17. For deciding the controversy, it would be necessary to refer to the relevant clauses of the contract, which read thus:
‘1. GENERAL SPECIFICATIONS:
1.1 The civil sanitary, water supply and road works shall be carried out as per Central Public Works Department specification of works at Delhi 1967 Volume I and II with correction slips upto date..In the case of civil, sanitary, water supply and road works and electrical works should there be any difference between the Central Public Works Department specifications mentioned above and the specifications of schedule of quantities, the latter i.e. the specification of schedule of quantities, shall prevail. For items of work not covered in the C.P.W.D. specifications or where the C.P.W.D. specifications are silent on any particular point, the relevant specifications or code of practice of the Indian Standard Institution shall be followed.
1.2 Should any clarification be needed regarding the specifications for any work the written instructions from the Engineer-in-Charge shall be obtained.’
18. Paragraph 2.9.4 of the C.P.W.D. specifications insofar as it is relevant for the present appeal, reads as follows:
‘Rate:- It includes the cost of materials and labour involved in all the operations described above’.’
19. From the above extracted terms of the agreement between the FCI and the claimants, it is manifest that the contract was to be executed in accordance with the C.P.W.D. specifications. As per para 2.9.4 of the said specifications, the rate quoted by the bidder had to be for both the items required for construction of the godowns, namely, the labour as well as the materials, particularly when it was a turn key project. It is to be borne in mind that filling up of the plinth with sand under the floors for completion of the project was contemplated under the agreement but there was neither any stipulation in the tender document for splitting of the quotation for labour and material nor was it done by the claimants in their bid. The claimants had submitted their tender with eyes wide open and if according to them the cost of sand was not included in the quoted rates, they would have protested at some stage of execution of the contract, which is not the case here. Having accepted the terms of the agreement dated 19th September, 1989, they were bound by its terms and so was the arbitrator. It is, thus, clear that the claim awarded by the arbitrator is contrary to the unambiguous terms of the contract. We are of the view that the arbitrator was not justified in ignoring the express terms of the contract merely on the ground that in another contract for a similar work, extra payment for material was provided for. It was not open to the arbitrator to travel beyond the terms of the contract even if he was convinced that the rate quoted by the claimants was low and another contractor, namely, M/s Gupta and Company had been separately paid for the material. Claimants’ claim had to be adjudicated by the specific terms of their agreement with the FCI and no other.
20. Therefore, in our view, by awarding extra payment for supply of sand the arbitrator has out-stepped confines of the contract.
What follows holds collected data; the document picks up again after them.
//! L1 address pools and per-chip assignment state.
//!
//! Every DNC merger owns a pool of the 63 usable 6-bit addresses
//! (address 0 stays reserved for the locking events of the background
//! generators). Merger routing drains pools for placed neurons, input
//! placement for external sources; the mode records which of the two a
//! merger serves.

use rand::rngs::StdRng;
use rand::{Rng, SeedableRng};

use wafermap_chip::{ChipOnWafer, DncMerger, L1Address, DNC_MERGERS_PER_CHIP};

use crate::config::AddressStrategy;

/// Number of drawable addresses per merger.
pub const ADDRESSES_PER_MERGER: usize = 63;

/// The available addresses of one DNC merger.
#[derive(Debug, Clone)]
pub struct L1AddressPool {
    /// Ascending; drawn addresses are removed.
    available: Vec<L1Address>,
    rng: StdRng,
}

impl L1AddressPool {
    /// A full pool (addresses 1..=63). The seed pins the random strategy's
    /// draw order so identical runs draw identical addresses.
    #[must_use]
    pub fn new(seed: u64) -> Self {
        Self {
            available: (1..64).map(L1Address::new).collect(),
            rng: StdRng::seed_from_u64(seed),
        }
    }

    /// Remaining addresses.
    #[must_use]
    pub fn size(&self) -> usize {
        self.available.len()
    }

    /// Whether the pool is drained.
    #[must_use]
    pub fn is_empty(&self) -> bool {
        self.available.is_empty()
    }

    /// Draw one address.
    pub fn pop(&mut self, strategy: AddressStrategy) -> Option<L1Address> {
        if self.available.is_empty() {
            return None;
        }
        let index = match strategy {
            AddressStrategy::Sequential => 0,
            AddressStrategy::Random => self.rng.gen_range(0..self.available.len()),
        };
        Some(self.available.remove(index))
    }
}

/// Whether a DNC merger carries placed neurons, external input, or
/// nothing.
#[derive(Debug, Clone, Copy, Default, PartialEq, Eq)]
pub enum MergerUse {
    /// Untouched.
    #[default]
    Unused,
    /// Carries events of placed neurons off the wafer.
    Output,
    /// Carries external source events onto the wafer.
    Input,
}

/// Address pools and modes of one chip's eight DNC mergers.
#[derive(Debug, Clone)]
pub struct L1AddressAssignment {
    modes: [MergerUse; DNC_MERGERS_PER_CHIP as usize],
    pools: [L1AddressPool; DNC_MERGERS_PER_CHIP as usize],
}

impl L1AddressAssignment {
    /// Fresh assignment for `chip`; all mergers unused, pools full.
    #[must_use]
    pub fn new(chip: ChipOnWafer) -> Self {
        let pools = std::array::from_fn(|merger| {
            let seed = (u64::from(chip.id()) << 3) | merger as u64;
            L1AddressPool::new(seed)
        });
        Self { modes: [MergerUse::Unused; 8], pools }
    }

    /// Mode of one merger.
    #[must_use]
    pub fn mode(&self, merger: DncMerger) -> MergerUse {
        self.modes[merger.index() as usize]
    }

    /// Set the mode of one merger.
    pub fn set_mode(&mut self, merger: DncMerger, mode: MergerUse) {
        self.modes[merger.index() as usize] = mode;
    }

    /// The address pool of one merger.
    #[must_use]
    pub fn available_addresses(&self, merger: DncMerger) -> &L1AddressPool {
        &self.pools[merger.index() as usize]
    }

    /// The address pool of one merger, for drawing.
    pub fn available_addresses_mut(&mut self, merger: DncMerger) -> &mut L1AddressPool {
        &mut self.pools[merger.index() as usize]
    }

    /// Whether any merger is in output mode.
    #[must_use]
    pub fn has_output(&self) -> bool {
        self.modes.iter().any(|mode| *mode == MergerUse::Output)
    }
}

#[cfg(test)]
mod tests {
    use super::*;
    use std::collections::BTreeSet;

    #[test]
    fn sequential_draws_ascend_from_one() {
        let mut pool = L1AddressPool::new(0);
        assert_eq!(pool.size(), ADDRESSES_PER_MERGER);
        let drawn: Vec<u8> = (0..4)
            .map(|_| pool.pop(AddressStrategy::Sequential).unwrap().value())
            .collect();
        assert_eq!(drawn, vec![1, 2, 3, 4]);
    }

    #[test]
    fn random_draws_are_reproducible_and_unique() {
        let mut a = L1AddressPool::new(7);
        let mut b = L1AddressPool::new(7);
        let mut seen = BTreeSet::new();
        for _ in 0..ADDRESSES_PER_MERGER {
            let x = a.pop(AddressStrategy::Random).unwrap();
            let y = b.pop(AddressStrategy::Random).unwrap();
            assert_eq!(x, y);
            assert!(!x.is_locking());
            assert!(seen.insert(x.value()));
        }
        assert!(a.pop(AddressStrategy::Random).is_none());
    }

    #[test]
    fn modes_default_to_unused() {
        let assignment = L1AddressAssignment::new(ChipOnWafer::new(0, 0));
        for merger in DncMerger::iter_all() {
            assert_eq!(assignment.mode(merger), MergerUse::Unused);
        }
        assert!(!assignment.has_output());
    }
}
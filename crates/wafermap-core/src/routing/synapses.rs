//! Synapse driver and row allocation.
//!
//! Every route arrives on a vertical bus of its target chip; a synapse
//! switch couples that bus into one synapse driver, which can be chained
//! to adjacent drivers for more rows. Rows are then dealt out to the
//! arriving projections and individual synapses dropped into the row
//! columns of their target neurons. Capacity overruns are counted as
//! loss, never fatal.

use std::collections::BTreeSet;

use tracing::{debug, info, warn};

use wafermap_bio::{BioGraph, SynapseType};
use wafermap_chip::{
    reachable_drivers, ChipOnWafer, DenmemOnChip, RowOnChip, Side, SynapseDriverOnChip,
    SynapseRowOnChip, DRIVERS_PER_SIDE,
};
use wafermap_hal::WaferDescriptor;

use crate::config::MapperConfig;
use crate::error::{MapperError, Result};
use crate::results::{
    DriverResult, L1Routing, Placement, SynapseRouting, SynapseRowResult, SynapseSource,
    SynapseTargetMapping,
};
use crate::routing::loss::SynapseLoss;

/// Run synapse allocation for every chip receiving routes.
///
/// # Errors
///
/// Only graph-level inconsistencies are fatal; capacity problems become
/// loss.
pub fn run(
    graph: &BioGraph,
    placement: &Placement,
    config: &MapperConfig,
    l1_routing: &L1Routing,
    wafer: &mut WaferDescriptor,
    results: &mut SynapseRouting,
    loss: &SynapseLoss,
) -> Result<()> {
    for chip in l1_routing.target_chips() {
        run_chip(graph, placement, config, l1_routing, wafer, results, loss, chip)?;
    }
    info!(synapses = results.synapse_count(), "synapse routing finished");
    Ok(())
}

/// Build the synapse-input class mapping of one chip.
///
/// Each denmem offers a left and a right synaptic input. With one
/// required input class both sides carry it; with two, the left side
/// takes the first and the right side the second, uniformly over the
/// logical neuron so that rows can serve many neurons at once.
fn build_target_mapping(
    graph: &BioGraph,
    placement: &Placement,
    chip: ChipOnWafer,
) -> Result<SynapseTargetMapping> {
    let mut mapping = SynapseTargetMapping::default();
    for item in placement.find_chip(chip) {
        let population = graph.population(item.bio.population)?;
        let targets = population.parameters.synapse_targets(item.bio.neuron_index)?;
        let (left, right) = match targets.as_slice() {
            [single] => (*single, *single),
            [first, second] => (*first, *second),
            _ => {
                return Err(MapperError::inconsistent_config(format!(
                    "{} synapse target classes requested; at most two are supported",
                    targets.len()
                )))
            }
        };
        for denmem in item.logical.denmems() {
            mapping.set(denmem.denmem, Side::Left, left);
            mapping.set(denmem.denmem, Side::Right, right);
        }
    }
    Ok(mapping)
}

/// One synapse that wants a hardware slot.
struct SynapseJob {
    source: SynapseSource,
    synapse_type: SynapseType,
    columns: (u16, u16),
}

#[allow(clippy::too_many_arguments)]
fn run_chip(
    graph: &BioGraph,
    placement: &Placement,
    config: &MapperConfig,
    l1_routing: &L1Routing,
    wafer: &mut WaferDescriptor,
    results: &mut SynapseRouting,
    loss: &SynapseLoss,
    chip: ChipOnWafer,
) -> Result<()> {
    let target_mapping = build_target_mapping(graph, placement, chip)?;
    let mut used_drivers: BTreeSet<SynapseDriverOnChip> = BTreeSet::new();
    let mut driver_results: Vec<DriverResult> = Vec::new();

    for route in l1_routing.by_target(chip) {
        let Some(vline) = route.arrival_vline() else {
            warn!(%chip, "route without arrival bus skipped");
            continue;
        };

        // Collect this route's synapses in projection/index order.
        let mut jobs: Vec<SynapseJob> = Vec::new();
        for projection_id in &route.projections {
            let Some(projection) = graph.projection(*projection_id) else {
                continue;
            };
            let sources: BTreeSet<usize> = placement
                .find_merger(route.source)
                .filter(|item| item.bio.population == projection.source)
                .map(|item| item.bio.neuron_index)
                .collect();
            let targets: Vec<(usize, (u16, u16))> = placement
                .find_chip(chip)
                .filter(|item| item.bio.population == projection.target)
                .filter_map(|item| {
                    item.logical.column_range().map(|range| (item.bio.neuron_index, range))
                })
                .collect();

            for (src, tgt, _weight) in projection.synapses() {
                if !sources.contains(&src) {
                    continue;
                }
                let Some((_, columns)) = targets.iter().find(|(index, _)| *index == tgt)
                else {
                    continue;
                };
                jobs.push(SynapseJob {
                    source: SynapseSource {
                        projection: *projection_id,
                        source: wafermap_bio::BioNeuron::new(projection.source, src),
                        target: wafermap_bio::BioNeuron::new(projection.target, tgt),
                    },
                    synapse_type: projection.target_type,
                    columns: *columns,
                });
            }
        }
        if jobs.is_empty() {
            continue;
        }

        // One primary driver per arriving bus.
        let primary = reachable_drivers(vline).find(|driver| !used_drivers.contains(driver));
        let Some(primary) = primary else {
            debug!(%chip, vline = vline.index(), "no free synapse driver");
            for job in &jobs {
                loss.add(job.source.projection, 1);
            }
            continue;
        };
        used_drivers.insert(primary);

        let mut result = DriverResult::new(primary, vline);
        let chain_limit = usize::from(config.routing.syndriver_chain_length);

        for job in jobs {
            if !place_job(
                &job,
                &target_mapping,
                &mut result,
                &mut used_drivers,
                chain_limit,
            ) {
                loss.add(job.source.projection, 1);
            }
        }

        // Hardware side: close the switch, enable the chain.
        let descriptor = wafer.chip_mut(chip);
        descriptor.layer1.set_synapse_switch(vline, primary);
        descriptor.driver_mut(primary).enable = true;
        for driver in result.chain.clone() {
            descriptor.driver_mut(driver).mirror = true;
        }

        driver_results.push(result);
    }

    let chip_results = results.chip_mut(chip);
    chip_results.target_mapping = target_mapping;
    chip_results.drivers.extend(driver_results);
    Ok(())
}

/// Find a row and column for one synapse, growing the driver chain when
/// the existing rows are full.
fn place_job(
    job: &SynapseJob,
    mapping: &SynapseTargetMapping,
    result: &mut DriverResult,
    used_drivers: &mut BTreeSet<SynapseDriverOnChip>,
    chain_limit: usize,
) -> bool {
    loop {
        // Existing rows first.
        let rows: Vec<SynapseRowOnChip> =
            result.drivers().flat_map(|driver| driver.rows()).collect();
        for row in rows {
            let entry = result
                .rows
                .entry(row)
                .or_insert_with(|| SynapseRowResult::new(job.synapse_type));
            if entry.input != job.synapse_type {
                continue;
            }
            for column in job.columns.0..=job.columns.1 {
                let denmem = DenmemOnChip::new(column, RowOnChip::Top);
                let accepts = mapping.get(denmem, Side::Left) == Some(job.synapse_type)
                    || mapping.get(denmem, Side::Right) == Some(job.synapse_type);
                if !accepts {
                    continue;
                }
                let slot = &mut entry.columns[usize::from(column)];
                if slot.is_none() {
                    *slot = Some(job.source);
                    return true;
                }
            }
        }

        // All rows exhausted: try to chain one more driver.
        if result.drivers().count() >= chain_limit {
            return false;
        }
        let last = result.chain.last().copied().unwrap_or(result.driver);
        let next = [last.y.checked_add(2), last.y.checked_sub(2)]
            .into_iter()
            .flatten()
            .filter(|y| *y < DRIVERS_PER_SIDE)
            .map(|y| SynapseDriverOnChip::new(last.side, y))
            .find(|driver| !used_drivers.contains(driver));
        let Some(next) = next else {
            return false;
        };
        used_drivers.insert(next);
        result.chain.push(next);
    }
}

#[cfg(test)]
mod tests {
    use super::*;
    use wafermap_bio::{PopulationId, ProjectionId};
    use wafermap_chip::VLine;

    fn job(columns: (u16, u16)) -> SynapseJob {
        SynapseJob {
            source: SynapseSource {
                projection: ProjectionId(0),
                source: wafermap_bio::BioNeuron::new(PopulationId(0), 0),
                target: wafermap_bio::BioNeuron::new(PopulationId(1), 0),
            },
            synapse_type: SynapseType::Excitatory,
            columns,
        }
    }

    fn exc_inh_mapping(columns: std::ops::RangeInclusive<u16>) -> SynapseTargetMapping {
        let mut mapping = SynapseTargetMapping::default();
        for column in columns {
            for row in [RowOnChip::Top, RowOnChip::Bottom] {
                let denmem = DenmemOnChip::new(column, row);
                mapping.set(denmem, Side::Left, SynapseType::Excitatory);
                mapping.set(denmem, Side::Right, SynapseType::Inhibitory);
            }
        }
        mapping
    }

    #[test]
    fn jobs_fill_rows_then_chain() {
        let mapping = exc_inh_mapping(0..=0);
        let driver = SynapseDriverOnChip::new(Side::Left, 0);
        let mut result = DriverResult::new(driver, VLine::new(0));
        let mut used = BTreeSet::from([driver]);

        // Only column 0 is usable: each row takes one synapse, so the
        // third placement needs a chained driver.
        assert!(place_job(&job((0, 0)), &mapping, &mut result, &mut used, 2));
        assert!(place_job(&job((0, 0)), &mapping, &mut result, &mut used, 2));
        assert!(place_job(&job((0, 0)), &mapping, &mut result, &mut used, 2));
        assert_eq!(result.chain.len(), 1);
        assert_eq!(result.synapse_count(), 3);

        // Chain limit reached: rows are full, the job is lost.
        assert!(place_job(&job((0, 0)), &mapping, &mut result, &mut used, 2));
        assert!(!place_job(&job((0, 0)), &mapping, &mut result, &mut used, 2));
    }

    #[test]
    fn wide_targets_spread_over_columns() {
        let mapping = exc_inh_mapping(0..=1);
        let driver = SynapseDriverOnChip::new(Side::Left, 0);
        let mut result = DriverResult::new(driver, VLine::new(0));
        let mut used = BTreeSet::from([driver]);

        assert!(place_job(&job((0, 1)), &mapping, &mut result, &mut used, 1));
        assert!(place_job(&job((0, 1)), &mapping, &mut result, &mut used, 1));
        // Both landed in the same row, different columns.
        assert_eq!(result.rows.len(), 1);
        let row = result.rows.values().next().unwrap();
        assert_eq!(row.synapse_count(), 2);
    }
}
This error on his part cannot be said to be on account of misconstruing of the terms of the contract but it was by way of disregarding the contract, manifestly ignoring the clear stipulation in the contract. In our opinion, by doing so, the arbitrator misdirected and misconducted himself. Hence, the award made by the arbitration in respect of claim No.9, on the face of it, is beyond his jurisdiction; is illegal and needs being set aside.
21. Consequently, the appeal is allowed and the impugned judgment of the High Court, to the extent it pertains to claim No.9 is set aside. However, on the facts and circumstances of the case, there shall be no order as to costs.